手元にあった最後のFRポルシェがオーバーヒート! ホンダ車にシフトするきっかけとなった
水冷FRポルシェを6台も乗り継いだMさんがこれで満足するはずがなく、念願のホンダエスを手に入れたことで、さらにホンダ熱が高くなり、ペアで並べることができるクルマの物色を開始した。

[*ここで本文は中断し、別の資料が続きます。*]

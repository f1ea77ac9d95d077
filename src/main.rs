use std::path::PathBuf;

use anyhow::Context;
use clap::{Parser, Subcommand};
use tracing_subscriber::{layer::SubscriberExt, util::SubscriberInitExt};

use roadmap::cli;
use roadmap::store::{FeatureStore, JsonFileStorage};

#[derive(Parser)]
#[command(name = "rdmp")]
#[command(about = "Feature roadmap tracker with an impact/effort prioritization matrix")]
struct Cli {
    /// Store features in this file instead of the platform data directory
    #[arg(long, global = true, value_name = "PATH")]
    file: Option<PathBuf>,

    #[command(subcommand)]
    command: Commands,
}

#[derive(Subcommand)]
enum Commands {
    /// Add a feature to the roadmap
    Add(cli::AddArgs),
    /// List features matching the given filters
    List(cli::ListArgs),
    /// Show one feature in full, with its matrix interpretation
    Show(cli::ShowArgs),
    /// Edit fields of an existing feature
    Edit(cli::EditArgs),
    /// Delete a feature
    Delete(cli::DeleteArgs),
    /// Show summary counts
    Stats(cli::StatsArgs),
    /// Render the impact/effort board
    Board,
}

/// Initialize tracing to stderr so stdout stays clean for tables and JSON.
fn init_tracing() {
    let filter = tracing_subscriber::EnvFilter::new(
        std::env::var("RUST_LOG").unwrap_or_else(|_| "roadmap=info".into()),
    );

    tracing_subscriber::registry()
        .with(filter)
        .with(tracing_subscriber::fmt::layer().with_writer(std::io::stderr))
        .init();
}

/// Open the store over the chosen slot and load it.
fn open_store(file: Option<PathBuf>) -> anyhow::Result<FeatureStore> {
    let storage = match file {
        Some(path) => JsonFileStorage::new(path),
        None => JsonFileStorage::new(JsonFileStorage::default_path()?),
    };

    let mut store = FeatureStore::new(Box::new(storage.clone()));
    store
        .load()
        .with_context(|| format!("Failed to load features from {}", storage.path().display()))?;
    Ok(store)
}

fn main() -> anyhow::Result<()> {
    let cli = Cli::parse();
    init_tracing();

    let mut store = open_store(cli.file)?;

    match cli.command {
        Commands::Add(args) => cli::cmd_add(&mut store, args),
        Commands::List(args) => cli::cmd_list(&mut store, args),
        Commands::Show(args) => cli::cmd_show(&store, args),
        Commands::Edit(args) => cli::cmd_edit(&mut store, args),
        Commands::Delete(args) => cli::cmd_delete(&mut store, args),
        Commands::Stats(args) => cli::cmd_stats(&store, args),
        Commands::Board => cli::cmd_board(&store),
    }
}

「2021年8月5日にヤフオクで超稀少な逆輸入車のZ600、しかも右ハンドルを見つけてしまいました。200万でしたね。価格交渉可だったので1割引きの180万円で交渉成立し、退職金をつぎ込んで購入しました。ちなみに、60歳での定年退職は2020年11月末日のことです。2021年10月23日に、翌日開催のイベントに参加するため924で高速道路を走行中、ウォーターポンプが破損しオーバーヒート。エンジンが軽い焼き付き状態となり、不動になってしまいました。これをきっかけとして、手元にあった最後のFRポルシェまで手放すことを決意し、完全にホンダの旧車に趣味がシフトしたわけです」
「S600クーペの魅力は、なんといっても名車のホンダエスであること。しかも、S600クーペは生産台数が1300台弱という、稀少なS500に次いで生産台数が少ないです。その数は1800台弱と言われています。さらに自分のクルマはボディ色を変えているとはいえ、純正色で稀少なパステルブルーであることも魅力です。純正では輸出仕様として数台しか生産されていないとのことです」
「Z600の魅力は、まず、国内販売はされなかった貴重な輸出仕様であること。しかも、右ハンドルは非常に少ないです。また、購入して初めて知ったことですが、この空冷ツインのエンジンはとてもトルクフルで乗りやすいです。S600クーペのペアとして、エスハチやビート、S660、頑張って初代NSXなども考えましたが、今回、運よく縁があって、この稀少なクルマを入手することができました。ホンダ旧車ペアとして満足しています。ちなみに、欧州ではN600がホンダ600セダン、Z600がホンダ600クーペと呼ばれていたことも加点要素ですね。ホンダの600クーペの2台持ちで、両方とも右ハンドルという自動車趣味を実践している方はほかにいないと自負しています」
自身で「稀少なホンダの旧車、600クーペを2台愛でるヘンタイ爺」というキャッチコピーを考えてくれたMさんは、Z600を普段使いにしようと考え、電動エアコンを装着したそうだ。
そして、S600クーペの維持管理のためにデフとチェーン駆動の部品をヤフオクで落札したらしく、これも結構安く入手できた! と話してくれた。根っからのヘンタイは、愛車の毛色がガラリと変わってもヘンタイなのであった。